▶ WHAT THE TASK REQUIRES: Look through the records that follow. Copy every line containing the word "shutdown".

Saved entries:
------------

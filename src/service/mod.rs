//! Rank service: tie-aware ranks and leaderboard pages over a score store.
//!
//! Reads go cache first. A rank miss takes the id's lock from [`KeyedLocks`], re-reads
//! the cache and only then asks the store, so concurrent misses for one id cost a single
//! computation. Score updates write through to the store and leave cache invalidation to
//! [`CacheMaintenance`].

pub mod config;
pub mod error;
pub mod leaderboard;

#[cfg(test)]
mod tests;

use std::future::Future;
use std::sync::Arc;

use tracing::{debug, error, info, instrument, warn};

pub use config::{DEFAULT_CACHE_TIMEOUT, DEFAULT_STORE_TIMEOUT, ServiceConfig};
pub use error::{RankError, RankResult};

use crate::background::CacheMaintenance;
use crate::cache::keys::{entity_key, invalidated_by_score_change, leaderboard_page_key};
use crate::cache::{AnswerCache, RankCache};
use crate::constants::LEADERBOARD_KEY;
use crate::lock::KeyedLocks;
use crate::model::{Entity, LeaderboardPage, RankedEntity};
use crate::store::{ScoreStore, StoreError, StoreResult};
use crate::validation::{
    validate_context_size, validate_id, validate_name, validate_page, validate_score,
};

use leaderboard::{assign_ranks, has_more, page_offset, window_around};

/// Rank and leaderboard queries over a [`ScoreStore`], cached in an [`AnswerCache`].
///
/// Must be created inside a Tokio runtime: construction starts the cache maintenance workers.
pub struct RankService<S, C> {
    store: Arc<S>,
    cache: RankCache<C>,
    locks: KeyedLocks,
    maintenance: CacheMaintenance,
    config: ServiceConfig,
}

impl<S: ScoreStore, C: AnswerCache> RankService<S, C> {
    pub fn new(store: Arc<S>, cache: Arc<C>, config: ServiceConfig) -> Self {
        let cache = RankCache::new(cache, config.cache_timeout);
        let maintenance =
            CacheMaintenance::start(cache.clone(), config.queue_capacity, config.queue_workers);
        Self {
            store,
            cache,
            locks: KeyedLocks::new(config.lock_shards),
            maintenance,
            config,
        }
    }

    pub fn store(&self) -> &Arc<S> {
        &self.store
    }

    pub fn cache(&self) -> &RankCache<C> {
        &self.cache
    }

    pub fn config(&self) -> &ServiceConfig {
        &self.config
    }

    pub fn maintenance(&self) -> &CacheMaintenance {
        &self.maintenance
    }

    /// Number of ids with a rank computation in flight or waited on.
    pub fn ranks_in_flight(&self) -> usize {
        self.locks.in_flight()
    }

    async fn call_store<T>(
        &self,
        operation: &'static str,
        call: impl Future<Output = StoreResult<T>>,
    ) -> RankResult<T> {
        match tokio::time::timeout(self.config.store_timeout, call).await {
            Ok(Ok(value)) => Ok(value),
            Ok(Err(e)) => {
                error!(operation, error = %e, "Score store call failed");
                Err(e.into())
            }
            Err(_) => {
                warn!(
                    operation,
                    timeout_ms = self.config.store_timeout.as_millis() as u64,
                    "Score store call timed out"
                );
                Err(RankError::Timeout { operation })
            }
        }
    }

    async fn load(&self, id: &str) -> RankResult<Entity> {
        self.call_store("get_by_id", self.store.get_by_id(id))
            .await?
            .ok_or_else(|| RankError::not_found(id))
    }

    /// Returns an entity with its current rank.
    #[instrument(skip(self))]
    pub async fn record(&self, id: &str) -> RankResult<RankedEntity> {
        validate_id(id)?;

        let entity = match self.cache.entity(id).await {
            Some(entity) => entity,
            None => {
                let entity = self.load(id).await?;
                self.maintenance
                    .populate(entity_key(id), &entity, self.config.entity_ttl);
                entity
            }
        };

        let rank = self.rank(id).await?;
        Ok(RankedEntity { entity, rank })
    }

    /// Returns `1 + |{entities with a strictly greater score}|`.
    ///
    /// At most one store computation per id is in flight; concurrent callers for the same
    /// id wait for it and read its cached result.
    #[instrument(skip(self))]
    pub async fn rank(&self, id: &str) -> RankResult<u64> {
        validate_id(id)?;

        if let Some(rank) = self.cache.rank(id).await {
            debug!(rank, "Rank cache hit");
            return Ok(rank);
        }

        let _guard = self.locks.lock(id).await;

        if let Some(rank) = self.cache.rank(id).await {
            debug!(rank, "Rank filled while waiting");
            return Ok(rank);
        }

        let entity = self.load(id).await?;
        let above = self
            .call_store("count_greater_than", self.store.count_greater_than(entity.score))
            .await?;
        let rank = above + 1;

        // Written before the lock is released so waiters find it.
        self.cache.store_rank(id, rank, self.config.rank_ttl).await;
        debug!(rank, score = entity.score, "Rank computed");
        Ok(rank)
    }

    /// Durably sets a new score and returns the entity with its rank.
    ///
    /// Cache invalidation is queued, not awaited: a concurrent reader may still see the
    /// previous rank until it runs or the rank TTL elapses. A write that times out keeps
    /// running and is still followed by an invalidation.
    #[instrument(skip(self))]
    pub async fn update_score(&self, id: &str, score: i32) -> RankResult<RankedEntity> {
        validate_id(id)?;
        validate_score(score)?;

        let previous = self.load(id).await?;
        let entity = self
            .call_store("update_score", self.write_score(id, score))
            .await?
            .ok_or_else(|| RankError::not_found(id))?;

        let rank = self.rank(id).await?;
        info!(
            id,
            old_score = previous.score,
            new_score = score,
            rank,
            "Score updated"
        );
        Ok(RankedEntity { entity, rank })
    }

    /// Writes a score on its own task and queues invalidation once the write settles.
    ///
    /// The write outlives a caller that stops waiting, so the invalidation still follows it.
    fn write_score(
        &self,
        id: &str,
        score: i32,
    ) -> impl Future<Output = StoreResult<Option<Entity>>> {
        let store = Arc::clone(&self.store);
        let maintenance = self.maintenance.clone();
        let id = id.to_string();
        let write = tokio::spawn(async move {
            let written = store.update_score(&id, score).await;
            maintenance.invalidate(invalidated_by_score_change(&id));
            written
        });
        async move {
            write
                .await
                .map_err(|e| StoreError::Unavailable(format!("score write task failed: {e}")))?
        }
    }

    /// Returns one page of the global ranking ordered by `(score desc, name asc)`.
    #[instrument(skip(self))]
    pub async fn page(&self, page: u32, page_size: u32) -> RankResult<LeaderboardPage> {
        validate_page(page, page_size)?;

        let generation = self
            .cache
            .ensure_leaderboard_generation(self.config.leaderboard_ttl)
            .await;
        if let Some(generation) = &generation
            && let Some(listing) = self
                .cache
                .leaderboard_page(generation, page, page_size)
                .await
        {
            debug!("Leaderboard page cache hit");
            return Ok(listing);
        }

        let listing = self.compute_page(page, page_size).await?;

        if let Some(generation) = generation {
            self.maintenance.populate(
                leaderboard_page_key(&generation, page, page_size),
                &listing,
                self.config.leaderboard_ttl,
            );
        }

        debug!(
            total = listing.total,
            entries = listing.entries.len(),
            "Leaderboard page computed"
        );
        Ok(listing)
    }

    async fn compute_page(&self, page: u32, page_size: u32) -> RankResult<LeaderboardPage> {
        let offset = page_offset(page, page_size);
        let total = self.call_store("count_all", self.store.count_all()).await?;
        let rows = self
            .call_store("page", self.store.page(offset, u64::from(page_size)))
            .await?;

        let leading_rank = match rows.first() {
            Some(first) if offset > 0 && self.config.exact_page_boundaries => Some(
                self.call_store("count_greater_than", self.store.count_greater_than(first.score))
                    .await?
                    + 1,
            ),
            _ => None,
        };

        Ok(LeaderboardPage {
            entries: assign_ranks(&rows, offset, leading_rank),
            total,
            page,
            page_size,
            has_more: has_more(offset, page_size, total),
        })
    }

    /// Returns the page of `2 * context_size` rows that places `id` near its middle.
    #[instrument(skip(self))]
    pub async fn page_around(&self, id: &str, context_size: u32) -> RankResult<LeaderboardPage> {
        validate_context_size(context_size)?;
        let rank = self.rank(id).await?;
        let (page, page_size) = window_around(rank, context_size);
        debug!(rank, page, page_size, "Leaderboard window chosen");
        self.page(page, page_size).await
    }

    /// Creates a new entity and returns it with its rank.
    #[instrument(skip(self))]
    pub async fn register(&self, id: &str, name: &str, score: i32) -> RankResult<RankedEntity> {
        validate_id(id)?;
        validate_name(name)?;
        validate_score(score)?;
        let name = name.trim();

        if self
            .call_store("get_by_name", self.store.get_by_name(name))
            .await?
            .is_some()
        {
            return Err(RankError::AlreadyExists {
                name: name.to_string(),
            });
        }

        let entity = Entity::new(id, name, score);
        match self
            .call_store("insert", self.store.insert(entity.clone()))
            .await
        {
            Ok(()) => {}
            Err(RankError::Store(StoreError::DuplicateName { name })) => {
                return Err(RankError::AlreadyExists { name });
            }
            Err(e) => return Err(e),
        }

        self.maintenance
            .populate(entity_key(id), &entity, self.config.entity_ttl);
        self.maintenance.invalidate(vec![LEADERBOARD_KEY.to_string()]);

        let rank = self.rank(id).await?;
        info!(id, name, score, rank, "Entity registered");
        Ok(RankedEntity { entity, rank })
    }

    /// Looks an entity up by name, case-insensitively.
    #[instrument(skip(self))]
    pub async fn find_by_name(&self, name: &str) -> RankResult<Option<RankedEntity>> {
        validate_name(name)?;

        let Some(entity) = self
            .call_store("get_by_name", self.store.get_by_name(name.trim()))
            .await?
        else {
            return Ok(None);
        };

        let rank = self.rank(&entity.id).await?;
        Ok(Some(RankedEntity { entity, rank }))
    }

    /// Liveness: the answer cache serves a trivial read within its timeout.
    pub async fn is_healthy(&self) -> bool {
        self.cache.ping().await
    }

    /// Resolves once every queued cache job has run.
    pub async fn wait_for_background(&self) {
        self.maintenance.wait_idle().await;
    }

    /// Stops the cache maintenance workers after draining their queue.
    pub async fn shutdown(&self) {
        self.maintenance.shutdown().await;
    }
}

------------

▶ WRITTEN SOLUTION:
    pub async fn shutdown(&self) {
        self.maintenance.shutdown().await;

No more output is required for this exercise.